• What the exercise asks
Pull every line that includes the word "Result" from the data.

Recorded data

——

//! Accounts table.

use sqlx::PgPool;

use contentforge_core::{Email, UserId};

use super::{RepositoryError, conflict_on_unique};
use crate::models::User;

#[derive(sqlx::FromRow)]
struct UserWithPassword {
    #[sqlx(flatten)]
    user: User,
    password_hash: String,
}

pub struct UserRepository<'a> {
    pool: &'a PgPool,
}

impl<'a> UserRepository<'a> {
    #[must_use]
    pub const fn new(pool: &'a PgPool) -> Self {
        Self { pool }
    }

    /// # Errors
    ///
    /// Returns `RepositoryError::Database` if the query fails.
    pub async fn get_by_id(&self, id: UserId) -> Result<Option<User>, RepositoryError> {
        let user = sqlx::query_as::<_, User>(
            r"
            SELECT id, email, created_at, updated_at
            FROM contentforge.user
            WHERE id = $1
            ",
        )
        .bind(id)
        .fetch_optional(self.pool)
        .await?;

        Ok(user)
    }

    /// Insert an account. `password_hash` is already a PHC string.
    ///
    /// # Errors
    ///
    /// `Conflict` when the email is taken.
    pub async fn create_with_password(
        &self,
        email: &Email,
        password_hash: &str,
    ) -> Result<User, RepositoryError> {
        sqlx::query_as::<_, User>(
            r"
            INSERT INTO contentforge.user (email, password_hash)
            VALUES ($1, $2)
            RETURNING id, email, created_at, updated_at
            ",
        )
        .bind(email)
        .bind(password_hash)
        .fetch_one(self.pool)
        .await
        .map_err(|e| conflict_on_unique(e, "email"))
    }

    /// Account plus stored hash, for login.
    ///
    /// # Errors
    ///
    /// Returns `RepositoryError::Database` if the query fails.
    pub async fn get_password_hash(
        &self,
        email: &Email,
    ) -> Result<Option<(User, String)>, RepositoryError> {
        let row = sqlx::query_as::<_, UserWithPassword>(
            r"
            SELECT id, email, password_hash, created_at, updated_at
            FROM contentforge.user
            WHERE email = $1
            ",
        )
        .bind(email)
        .fetch_optional(self.pool)
        .await?;

        Ok(row.map(|r| (r.user, r.password_hash)))
    }
}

——

• Response to the exercise
    pub async fn get_by_id(&self, id: UserId) -> Result<Option<User>, RepositoryError> {
    ) -> Result<User, RepositoryError> {
    ) -> Result<Option<(User, String)>, RepositoryError> {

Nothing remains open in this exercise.